• Task
Copy out, from the data below, each line in which the word "ConfigCache" occurs.

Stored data
//! The bot's control loop.
//!
//! Two suspension points: the backoff wait while fetching the first
//! configuration, and the interval wait between work units (during which
//! refreshes fire). Both are raced against the shutdown token; a work unit
//! in progress is never raced.

use crate::bot::budget::WorkBudget;
use crate::bot::cache::{CachedSnapshot, ConfigCache};
use crate::bot::state::BotState;
use crate::bot::work::WorkUnit;
use crate::client::{ConfigSource, RetryPolicy};
use crate::config::{
    BotSettings, Configuration, MAX_UNITS_PER_HOUR_KEY, REFRESH_INTERVAL_KEY, WORK_INTERVAL_KEY,
};
use crate::error::{Result, TetherError};
use backoff::backoff::Backoff;
use chrono::{DateTime, Utc};
use serde::Serialize;
use std::sync::atomic::{AtomicBool, Ordering};
use std::sync::Arc;
use std::time::Duration;
use tokio::sync::watch;
use tokio::time::{sleep, sleep_until, timeout, Instant};
use tokio_util::sync::CancellationToken;
use tracing::{debug, error, info, warn};

/// Refresh interval when neither the configuration nor the environment sets one
pub const DEFAULT_REFRESH_INTERVAL: Duration = Duration::from_secs(300);

/// Work interval when neither the configuration nor the environment sets one
pub const DEFAULT_WORK_INTERVAL: Duration = Duration::from_secs(60);

/// Per-fetch timeout default
pub const DEFAULT_FETCH_TIMEOUT: Duration = Duration::from_secs(10);

/// Longest refresh or work interval the bot will schedule, whatever the
/// provider or environment asks for
pub const MAX_INTERVAL: Duration = Duration::from_secs(86_400);

/// Runtime knobs for a bot
#[derive(Debug, Clone)]
pub struct BotOptions {
    /// Upper bound on a single fetch
    pub fetch_timeout: Duration,

    /// Startup backoff
    pub retry: RetryPolicy,

    /// Give up on startup after this long (None = retry forever)
    pub max_startup: Option<Duration>,

    /// Refresh interval fallback
    pub refresh_interval: Duration,

    /// Work interval fallback
    pub work_interval: Duration,
}

impl Default for BotOptions {
    fn default() -> Self {
        Self {
            fetch_timeout: DEFAULT_FETCH_TIMEOUT,
            retry: RetryPolicy::default(),
            max_startup: None,
            refresh_interval: DEFAULT_REFRESH_INTERVAL,
            work_interval: DEFAULT_WORK_INTERVAL,
        }
    }
}

impl From<&BotSettings> for BotOptions {
    fn from(settings: &BotSettings) -> Self {
        Self {
            fetch_timeout: settings.fetch_timeout,
            retry: RetryPolicy::new(settings.backoff_base, settings.backoff_cap),
            max_startup: settings.max_startup,
            refresh_interval: settings.refresh_interval.unwrap_or(DEFAULT_REFRESH_INTERVAL),
            work_interval: settings.work_interval.unwrap_or(DEFAULT_WORK_INTERVAL),
        }
    }
}

/// Result of one refresh attempt
#[derive(Debug, Clone, Copy, PartialEq, Eq)]
pub enum RefreshOutcome {
    /// A different version is now cached
    Updated { from: u64, to: u64 },
    /// Provider still serves the cached version
    Unchanged { version: u64 },
    /// Fetch failed; stale configuration kept
    Degraded,
    /// Another refresh was running, or the bot is not running
    Skipped,
}

/// Point-in-time view of the bot for observability
#[derive(Debug, Clone, Serialize)]
pub struct BotStatus {
    pub state: BotState,
    pub version: Option<u64>,
    pub degraded: bool,
    pub fetched_at: Option<DateTime<Utc>>,
    pub last_attempt_at: Option<DateTime<Utc>>,
    pub units_this_window: u32,
}

/// The long-running consumer of the configuration
pub struct Bot {
    source: Arc<dyn ConfigSource>,
    work: Arc<dyn WorkUnit>,
    options: BotOptions,
    cache: ConfigCache,
    budget: WorkBudget,
    state: watch::Sender<BotState>,
    refreshing: AtomicBool,
}

/// Holds the refresh-in-progress flag; clears it on drop
struct RefreshGuard<'a>(&'a AtomicBool);

impl<'a> RefreshGuard<'a> {
    fn acquire(flag: &'a AtomicBool) -> Option<Self> {
        flag.compare_exchange(false, true, Ordering::AcqRel, Ordering::Acquire)
            .ok()
            .map(|_| Self(flag))
    }
}

impl Drop for RefreshGuard<'_> {
    fn drop(&mut self) {
        self.0.store(false, Ordering::Release);
    }
}

impl Bot {
    pub fn new(source: Arc<dyn ConfigSource>, work: Arc<dyn WorkUnit>, options: BotOptions) -> Self {
        let (state, _) = watch::channel(BotState::Starting);
        Self {
            source,
            work,
            options,
            cache: ConfigCache::new(),
            budget: WorkBudget::hourly(),
            state,
            refreshing: AtomicBool::new(false),
        }
    }

    /// Replace the work budget (e.g. a shorter window)
    pub fn with_budget(mut self, budget: WorkBudget) -> Self {
        self.budget = budget;
        self
    }

    pub fn state(&self) -> BotState {
        *self.state.borrow()
    }

    /// Watch state transitions
    pub fn subscribe(&self) -> watch::Receiver<BotState> {
        self.state.subscribe()
    }

    pub fn cache(&self) -> &ConfigCache {
        &self.cache
    }

    pub fn status(&self) -> BotStatus {
        let snapshot = self.cache.snapshot();
        BotStatus {
            state: self.state(),
            version: snapshot.as_ref().map(|s| s.configuration.version),
            degraded: snapshot.as_ref().is_some_and(|s| s.degraded),
            fetched_at: snapshot.as_ref().map(|s| s.fetched_at),
            last_attempt_at: snapshot.as_ref().map(|s| s.last_attempt_at),
            units_this_window: self.budget.used(),
        }
    }

    /// Refresh interval in effect: configuration, then options, capped at
    /// [`MAX_INTERVAL`]
    pub fn refresh_interval(&self) -> Duration {
        self.interval(REFRESH_INTERVAL_KEY, self.options.refresh_interval)
    }

    /// Work interval in effect: configuration, then options, capped at
    /// [`MAX_INTERVAL`]
    pub fn work_interval(&self) -> Duration {
        self.interval(WORK_INTERVAL_KEY, self.options.work_interval)
    }

    fn interval(&self, key: &str, fallback: Duration) -> Duration {
        self.cache
            .configuration()
            .and_then(|c| c.interval_secs(key))
            .unwrap_or(fallback)
            .min(MAX_INTERVAL)
    }

    fn enter(&self, next: BotState) {
        let previous = self.state.send_replace(next);
        if previous != next {
            debug!(from = %previous, to = %next, "Bot state transition");
        }
    }

    /// Move `from → to` only if the bot is currently in `from`
    fn transition(&self, from: BotState, to: BotState) -> bool {
        self.state.send_if_modified(|state| {
            if *state == from {
                *state = to;
                true
            } else {
                false
            }
        })
    }

    /// Run until `shutdown` is cancelled or a fatal error occurs.
    ///
    /// Returns `Ok` on a requested shutdown, including one that arrives
    /// before the first configuration.
    pub async fn run(&self, shutdown: CancellationToken) -> Result<()> {
        info!(source = %self.source.describe(), "Starting bot");

        let initial = match self.fetch_initial(&shutdown).await {
            Ok(initial) => initial,
            Err(e) => {
                error!(error = %e, "Giving up on startup");
                self.enter(BotState::ShuttingDown);
                return Err(e);
            }
        };

        let Some(configuration) = initial else {
            info!("Shutdown requested before a configuration arrived");
            self.enter(BotState::ShuttingDown);
            return Ok(());
        };

        info!(version = configuration.version, "Configuration loaded");
        self.cache.store(configuration);
        self.enter(BotState::Running);

        let result = self.run_loop(&shutdown).await;
        self.enter(BotState::ShuttingDown);

        match &result {
            Ok(()) => info!("Bot stopped"),
            Err(e) => error!(kind = e.kind(), error = %e, "Bot stopped on fatal error"),
        }
        result
    }

    /// Fetch the first configuration, backing off between failures
    async fn fetch_initial(
        &self,
        shutdown: &CancellationToken,
    ) -> Result<Option<Arc<Configuration>>> {
        self.enter(BotState::FetchingConfig);

        let started = Instant::now();
        let mut backoff = self.options.retry.backoff();
        let mut attempts = 0u32;

        loop {
            if shutdown.is_cancelled() {
                return Ok(None);
            }

            attempts += 1;
            let error = match self.fetch_once().await {
                Ok(configuration) => {
                    if attempts > 1 {
                        info!(
                            attempts,
                            waited_ms = started.elapsed().as_millis() as u64,
                            "Config provider reachable"
                        );
                    }
                    return Ok(Some(Arc::new(configuration)));
                }
                Err(e) => e,
            };

            let delay = backoff.next_backoff().unwrap_or(self.options.retry.cap);

            if let Some(window) = self.options.max_startup {
                if started.elapsed().saturating_add(delay) > window {
                    return Err(TetherError::FatalStartup {
                        attempts,
                        waited: started.elapsed(),
                    });
                }
            }

            warn!(
                attempt = attempts,
                kind = error.kind(),
                error = %error,
                retry_in_ms = delay.as_millis() as u64,
                "Failed to fetch configuration, retrying"
            );

            tokio::select! {
                biased;
                _ = shutdown.cancelled() => return Ok(None),
                _ = sleep(delay) => {}
            }
        }
    }

    /// One fetch bounded by the fetch timeout; a timeout counts as unavailable
    async fn fetch_once(&self) -> Result<Configuration> {
        match timeout(self.options.fetch_timeout, self.source.fetch()).await {
            Ok(result) => result,
            Err(_) => Err(TetherError::Unavailable(format!(
                "fetch timed out after {}ms",
                self.options.fetch_timeout.as_millis()
            ))),
        }
    }

    async fn run_loop(&self, shutdown: &CancellationToken) -> Result<()> {
        let mut next_refresh = Instant::now() + self.refresh_interval();

        loop {
            if shutdown.is_cancelled() {
                return Ok(());
            }

            self.run_work_unit().await?;

            let next_work = Instant::now() + self.work_interval();
            loop {
                tokio::select! {
                    biased;
                    _ = shutdown.cancelled() => return Ok(()),
                    _ = sleep_until(next_work.min(next_refresh)) => {}
                }

                if Instant::now() >= next_refresh {
                    self.refresh().await;
                    next_refresh = Instant::now() + self.refresh_interval();
                }

                if Instant::now() >= next_work {
                    break;
                }
            }
        }
    }

    async fn run_work_unit(&self) -> Result<()> {
        let Some(snapshot) = self.cache.snapshot() else {
            return Ok(());
        };

        let limit = Self::budget_limit(&snapshot);
        if !self.budget.try_acquire(limit) {
            warn!(
                limit = limit.unwrap_or_default(),
                resets_in_secs = self.budget.resets_in().as_secs(),
                "Work budget exhausted, skipping unit"
            );
            return Ok(());
        }

        match self.work.run(&snapshot).await {
            Ok(()) => Ok(()),
            Err(e) if e.is_fatal() => Err(e),
            Err(e) => {
                warn!(kind = e.kind(), error = %e, "Work unit failed");
                Ok(())
            }
        }
    }

    fn budget_limit(snapshot: &CachedSnapshot) -> Option<u32> {
        snapshot
            .configuration
            .get_u64(MAX_UNITS_PER_HOUR_KEY)
            .map(|n| u32::try_from(n).unwrap_or(u32::MAX))
    }

    /// Re-fetch the configuration.
    ///
    /// Success replaces the cache and leaves degraded mode; failure keeps
    /// the cached configuration untouched and enters degraded mode. Never
    /// overlaps another refresh and never fails.
    pub async fn refresh(&self) -> RefreshOutcome {
        let Some(_guard) = RefreshGuard::acquire(&self.refreshing) else {
            debug!("Refresh already in progress");
            return RefreshOutcome::Skipped;
        };

        if !self.transition(BotState::Running, BotState::Refreshing) {
            return RefreshOutcome::Skipped;
        }

        let outcome = match self.fetch_once().await {
            Ok(configuration) => {
                let to = configuration.version;
                let replaced = self.cache.store(Arc::new(configuration));
                let from = replaced.previous_version.unwrap_or_default();

                if replaced.was_degraded {
                    info!(version = to, "Config provider reachable again, leaving degraded mode");
                }

                if to == from {
                    RefreshOutcome::Unchanged { version: to }
                } else {
                    if to < from {
                        warn!(from, to, "Config provider version went backwards");
                    } else {
                        info!(from, to, "Configuration updated");
                    }
                    RefreshOutcome::Updated { from, to }
                }
            }
            Err(e) => {
                if self.cache.mark_degraded() {
                    warn!(
                        kind = e.kind(),
                        error = %e,
                        "Refresh failed, entering degraded mode with cached configuration"
                    );
                } else {
                    warn!(kind = e.kind(), error = %e, "Refresh failed, still degraded");
                }
                RefreshOutcome::Degraded
            }
        };

        self.transition(BotState::Refreshing, BotState::Running);
        outcome
    }
}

• Task result
use crate::bot::cache::{CachedSnapshot, ConfigCache};
    cache: ConfigCache,
            cache: ConfigCache::new(),
    pub fn cache(&self) -> &ConfigCache {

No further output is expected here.